> **Provided material**
● ● ● ●
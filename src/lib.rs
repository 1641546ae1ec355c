//! Pressregister: Journalist Directory Core
//!
//! A single-table SQLite directory of journalist records with a
//! free-text subject-tag model, a bipartite journalist-to-subject graph
//! for visualization, and a one-shot CSV importer.
//!
//! # Core Concepts
//!
//! - **Records**: one row per journalist, addressed by a stable rowid
//! - **Tags**: normalized views over the comma-delimited subjects field
//! - **Graph**: journalists × subjects with set semantics, a rendering input
//! - **Directory**: the single consumer-facing entry point, owning the
//!   time-bounded scan cache
//!
//! # Example
//!
//! ```
//! use pressregister::{Directory, OpenStore, SqliteStore};
//!
//! let store = SqliteStore::open_in_memory().unwrap();
//! let directory = Directory::new(store);
//! // First run: nothing imported yet, so the scan reports a missing schema.
//! assert!(directory.scan().is_err());
//! ```

mod directory;
pub mod graph;
pub mod import;
mod record;
pub mod store;
pub mod tags;

pub use directory::{Directory, DirectoryError, DirectoryResult};
pub use graph::{GraphEdge, GraphNode, SubjectGraph};
pub use import::{import_csv, ImportError, ImportSummary};
pub use record::{NewRecord, Record, RecordId};
pub use store::{
    DirectoryStore, OpenStore, ScanCache, SearchMode, SqliteStore, StoreError, StoreResult,
};
pub use tags::{merge_tag, normalize, parse_tags, TagError};

/// Library version
pub const VERSION: &str = env!("CARGO_PKG_VERSION");
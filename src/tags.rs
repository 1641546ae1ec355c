//! Subject-tag parsing and merging
//!
//! The subjects field is a comma-delimited free-text list carried over
//! from the original dataset. The parsing rules (comma split, trim,
//! period strip) are preserved for compatibility with legacy rows.
//! Normalization is a view for comparison and graph-building; it never
//! rewrites the stored raw string.

use std::collections::BTreeSet;
use thiserror::Error;

/// Errors from tag-merge validation
#[derive(Debug, Error, Clone, PartialEq, Eq)]
pub enum TagError {
    #[error("subject '{0}' is already present")]
    AlreadyExists(String),

    #[error("subject tag is empty")]
    Empty,
}

/// Normalize one raw segment: trim, strip periods, trim again.
///
/// Legacy rows contain segments like `"Ekonomi., "`; both the stray
/// whitespace and the periods disappear in the normalized view.
pub fn normalize(raw: &str) -> String {
    raw.trim().replace('.', "").trim().to_string()
}

/// Parse the delimited subjects field into the set of normalized tags.
///
/// Empty segments are discarded; duplicates after normalization collapse.
/// Order is not significant; the set iterates in lexicographic order.
pub fn parse_tags(subjects: &str) -> BTreeSet<String> {
    subjects
        .split(',')
        .map(normalize)
        .filter(|tag| !tag.is_empty())
        .collect()
}

/// Merge a new tag into the subjects field without duplication.
///
/// The existing string is preserved verbatim; on success the trimmed tag
/// is appended trailing (`", " + tag`). Duplicate detection compares
/// normalized forms case-insensitively, tolerating case differences and
/// stray whitespace or periods in legacy segments. An empty subjects
/// field merges to just the new tag, with no leading delimiter.
pub fn merge_tag(subjects: &str, new_tag: &str) -> Result<String, TagError> {
    let trimmed = new_tag.trim();
    if trimmed.is_empty() {
        return Err(TagError::Empty);
    }

    let candidate = normalize(trimmed).to_lowercase();
    if parse_tags(subjects)
        .iter()
        .any(|tag| tag.to_lowercase() == candidate)
    {
        return Err(TagError::AlreadyExists(trimmed.to_string()));
    }

    if subjects.trim().is_empty() {
        Ok(trimmed.to_string())
    } else {
        Ok(format!("{subjects}, {trimmed}"))
    }
}
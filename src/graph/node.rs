//! Node and edge types for the subject graph

use serde::Serialize;

/// A node in the bipartite journalist-to-subject graph.
#[derive(Debug, Clone, PartialEq, Eq, PartialOrd, Ord, Serialize)]
#[serde(tag = "kind", content = "label")]
pub enum GraphNode {
    /// One journalist, keyed by display name. Distinct records sharing a
    /// name merge into a single visual node; a documented limitation.
    #[serde(rename = "journalist")]
    Journalist(String),

    /// One normalized subject tag, shared by every record that carries it.
    #[serde(rename = "subject")]
    Subject(String),
}

impl GraphNode {
    /// The display label regardless of node kind.
    pub fn label(&self) -> &str {
        match self {
            GraphNode::Journalist(name) => name,
            GraphNode::Subject(tag) => tag,
        }
    }
}

/// An undirected edge between a journalist node and a subject node.
///
/// Edges have set semantics: at most one per (journalist, subject) pair,
/// no weights.
#[derive(Debug, Clone, PartialEq, Eq, PartialOrd, Ord, Serialize)]
pub struct GraphEdge {
    pub journalist: String,
    pub subject: String,
}
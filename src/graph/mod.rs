//! Journalist-to-subject graph for visualization

mod builder;
mod node;

pub use builder::SubjectGraph;
pub use node::{GraphEdge, GraphNode};
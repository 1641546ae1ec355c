//! Bipartite graph construction from the full record set

use super::node::{GraphEdge, GraphNode};
use crate::record::Record;
use crate::tags::parse_tags;
use serde::Serialize;
use std::collections::BTreeSet;

/// The journalist-to-subject graph.
///
/// A rendering input, not a consistency-checked structure: no
/// connectivity or acyclicity invariant is enforced. Nodes and edges
/// are held in deterministic (lexicographic) order so renders and
/// tests are stable. Serializes to JSON for visualization front ends.
#[derive(Debug, Clone, Default, Serialize)]
pub struct SubjectGraph {
    pub nodes: Vec<GraphNode>,
    pub edges: Vec<GraphEdge>,
}

impl SubjectGraph {
    /// Build the graph from a record set.
    ///
    /// Every record contributes one journalist node (keyed by name) and
    /// one undirected edge per parsed subject tag. Subject nodes are
    /// keyed by normalized tag, so the same tag under different records
    /// yields one node with multiple incident edges. Duplicate
    /// (journalist, subject) pairs collapse to a single edge.
    pub fn build(records: &[Record]) -> Self {
        let mut journalists = BTreeSet::new();
        let mut subjects = BTreeSet::new();
        let mut edges = BTreeSet::new();

        for record in records {
            journalists.insert(record.name.clone());
            for tag in parse_tags(&record.subjects) {
                edges.insert(GraphEdge {
                    journalist: record.name.clone(),
                    subject: tag.clone(),
                });
                subjects.insert(tag);
            }
        }

        let nodes = journalists
            .into_iter()
            .map(GraphNode::Journalist)
            .chain(subjects.into_iter().map(GraphNode::Subject))
            .collect();

        Self {
            nodes,
            edges: edges.into_iter().collect(),
        }
    }

    pub fn node_count(&self) -> usize {
        self.nodes.len()
    }

    pub fn edge_count(&self) -> usize {
        self.edges.len()
    }

    pub fn journalist_count(&self) -> usize {
        self.nodes
            .iter()
            .filter(|n| matches!(n, GraphNode::Journalist(_)))
            .count()
    }

    pub fn subject_count(&self) -> usize {
        self.nodes
            .iter()
            .filter(|n| matches!(n, GraphNode::Subject(_)))
            .count()
    }
}

#[cfg(test)]
mod tests {
    use super::*;
    use crate::record::RecordId;

    fn record(id: i64, name: &str, subjects: &str) -> Record {
        Record {
            id: RecordId::new(id),
            name: name.to_string(),
            category: None,
            subjects: subjects.to_string(),
            platforms: None,
            analysis: None,
        }
    }

    #[test]
    fn two_records_sharing_a_tag_share_one_subject_node() {
        let records = vec![record(1, "A", "X"), record(2, "B", "X, Y")];
        let graph = SubjectGraph::build(&records);

        assert_eq!(graph.node_count(), 4); // A, B, X, Y
        assert_eq!(graph.journalist_count(), 2);
        assert_eq!(graph.subject_count(), 2);

        assert_eq!(graph.edge_count(), 3);
        let expected: BTreeSet<GraphEdge> = [("A", "X"), ("B", "X"), ("B", "Y")]
            .iter()
            .map(|(j, s)| GraphEdge {
                journalist: j.to_string(),
                subject: s.to_string(),
            })
            .collect();
        let actual: BTreeSet<GraphEdge> = graph.edges.iter().cloned().collect();
        assert_eq!(actual, expected);
    }

    #[test]
    fn duplicate_tags_within_a_record_produce_one_edge() {
        let records = vec![record(1, "A", "X, X., x")];
        let graph = SubjectGraph::build(&records);

        // "X" and "X." normalize to the same node; "x" stays distinct.
        assert_eq!(graph.subject_count(), 2);
        assert_eq!(graph.edge_count(), 2);
    }

    #[test]
    fn records_with_identical_names_merge_into_one_node() {
        let records = vec![record(1, "A", "X"), record(2, "A", "Y")];
        let graph = SubjectGraph::build(&records);

        assert_eq!(graph.journalist_count(), 1);
        assert_eq!(graph.edge_count(), 2);
    }

    #[test]
    fn record_with_no_parseable_tags_still_gets_a_node() {
        let records = vec![record(1, "A", " , .")];
        let graph = SubjectGraph::build(&records);

        assert_eq!(graph.node_count(), 1);
        assert_eq!(graph.edge_count(), 0);
    }

    #[test]
    fn empty_record_set_builds_empty_graph() {
        let graph = SubjectGraph::build(&[]);
        assert_eq!(graph.node_count(), 0);
        assert_eq!(graph.edge_count(), 0);
    }

    #[test]
    fn graph_serializes_to_tagged_json() {
        let records = vec![record(1, "Anna", "Miljö")];
        let graph = SubjectGraph::build(&records);

        let json = serde_json::to_value(&graph).unwrap();
        assert_eq!(json["nodes"][0]["kind"], "journalist");
        assert_eq!(json["nodes"][0]["label"], "Anna");
        assert_eq!(json["nodes"][1]["kind"], "subject");
        assert_eq!(json["nodes"][1]["label"], "Miljö");
        assert_eq!(json["edges"][0]["journalist"], "Anna");
        assert_eq!(json["edges"][0]["subject"], "Miljö");
    }
}
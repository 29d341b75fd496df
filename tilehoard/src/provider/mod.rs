//! Upstream tile server access
//!
//! A [`ServerEndpoint`] describes one slippy-map server through a
//! [`UrlTemplate`]. Requests go through the [`AsyncHttpClient`] trait so
//! workers can be driven by a mock client in tests:
//!
//! ```ignore
//! use tilehoard::provider::{AsyncHttpClient, AsyncReqwestClient, ServerEndpoint, UrlTemplate};
//!
//! let client = AsyncReqwestClient::new(Duration::from_secs(30), "tilehoard/0.1")?;
//! let server = ServerEndpoint::new(UrlTemplate::parse("https://tile.example.org/{z}/{x}/{y}.png")?);
//! let body = client.get_with_headers(&server.url_for(&tile), server.headers()).await?;
//! ```

mod endpoint;
mod http;
mod template;
mod types;

pub use endpoint::ServerEndpoint;
pub use http::{AsyncHttpClient, AsyncReqwestClient};
pub use template::{TemplateError, UrlTemplate};
pub use types::ProviderError;

#[cfg(test)]
pub use http::tests::{MockHttpClient, PNG_TILE};
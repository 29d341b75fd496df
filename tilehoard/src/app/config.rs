//! Application configuration with command-line overrides.

use std::path::{Path, PathBuf};

use super::error::AppError;
use crate::config::{resolve_config_path, ConfigFile, ValidatedConfig};

/// Validated configuration plus the path it came from.
#[derive(Debug, Clone)]
pub struct AppConfig {
    pub source: Option<PathBuf>,
    pub config: ValidatedConfig,
}

impl AppConfig {
    /// Resolves, loads and validates the configuration file.
    ///
    /// See [`resolve_config_path`] for the lookup order.
    pub fn load(explicit: Option<&Path>) -> Result<Self, AppError> {
        let path = resolve_config_path(explicit);
        let config = ConfigFile::load(&path)?.validate()?;
        Ok(Self {
            source: Some(path),
            config,
        })
    }

    pub fn from_validated(config: ValidatedConfig) -> Self {
        Self {
            source: None,
            config,
        }
    }

    /// Overrides the number of workers (minimum 1).
    pub fn with_concurrency(mut self, concurrency: usize) -> Self {
        self.config.settings.concurrency = concurrency.max(1);
        self
    }

    /// Overrides the tile output root.
    pub fn with_output_dir(mut self, dir: impl Into<PathBuf>) -> Self {
        self.config.settings.output_dir = dir.into();
        self
    }
}
//! Final report of a download run.

use std::collections::BTreeMap;
use std::time::Duration;

use super::state::RunState;
use crate::coord::TileCoord;
use crate::fetch::{DownloadResult, FetchError, Outcome};
use crate::pool::ServerHealth;

/// A tile that ended `Failed`.
#[derive(Debug, Clone, PartialEq, Eq)]
pub struct FailedTile {
    pub coordinate: TileCoord,
    pub error: FetchError,
}

/// Per-server results.
#[derive(Debug, Clone, Default, PartialEq, Eq)]
pub struct ServerTally {
    pub succeeded: u64,
    pub absent: u64,
    pub failed: u64,
    pub bytes_written: u64,
}

/// Aggregated counts for a run.
///
/// For a completed run `requested == skipped + succeeded + failed`.
#[derive(Debug, Clone, Default, PartialEq)]
pub struct RunSummary {
    pub region: String,
    pub requested: u64,
    pub skipped: u64,
    pub succeeded: u64,
    pub failed: u64,
    /// Successes where the provider had no tile (404/410).
    pub absent: u64,
    pub bytes_written: u64,
    /// Sorted by zoom, then x, then y.
    pub failed_coordinates: Vec<FailedTile>,
    pub by_server: BTreeMap<String, ServerTally>,
    pub server_health: Vec<ServerHealth>,
    pub elapsed: Duration,
}

impl RunSummary {
    pub fn new(region: impl Into<String>, requested: u64) -> Self {
        Self {
            region: region.into(),
            requested,
            ..Default::default()
        }
    }

    /// Folds one worker result into the totals.
    pub fn record(&mut self, result: &DownloadResult) {
        let tally = result
            .server
            .as_ref()
            .map(|name| self.by_server.entry(name.clone()).or_default());

        match result.outcome {
            Outcome::Success => {
                self.succeeded += 1;
                self.bytes_written += result.bytes_written;
                if result.absent {
                    self.absent += 1;
                }
                if let Some(tally) = tally {
                    tally.succeeded += 1;
                    tally.bytes_written += result.bytes_written;
                    if result.absent {
                        tally.absent += 1;
                    }
                }
            }
            Outcome::Skipped => self.skipped += 1,
            Outcome::Failed => {
                self.failed += 1;
                if let Some(tally) = tally {
                    tally.failed += 1;
                }
                if let Some(error) = &result.error {
                    self.failed_coordinates.push(FailedTile {
                        coordinate: result.coordinate,
                        error: error.clone(),
                    });
                }
            }
        }
    }

    /// Tiles that have not produced a result (non-zero only after an abort).
    pub fn unfinished(&self) -> u64 {
        self.requested
            .saturating_sub(self.skipped + self.succeeded + self.failed)
    }
}

/// Outcome of [`DownloadOrchestrator::run`](super::DownloadOrchestrator::run).
#[derive(Debug, Clone, PartialEq)]
pub struct RunReport {
    /// `Completed` or `Aborted`.
    pub state: RunState,
    pub summary: RunSummary,
}

impl RunReport {
    /// Completed with no failed tiles.
    pub fn is_success(&self) -> bool {
        self.state == RunState::Completed && self.summary.failed == 0
    }

    pub fn is_aborted(&self) -> bool {
        matches!(self.state, RunState::Aborted(_))
    }
}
● ● ● ●
> **Problem details**
In the entries, find every line holding "RecordId" and copy it.

> **Exercise result**
pub use record::{NewRecord, Record, RecordId};
    use crate::record::RecordId;
            id: RecordId::new(id),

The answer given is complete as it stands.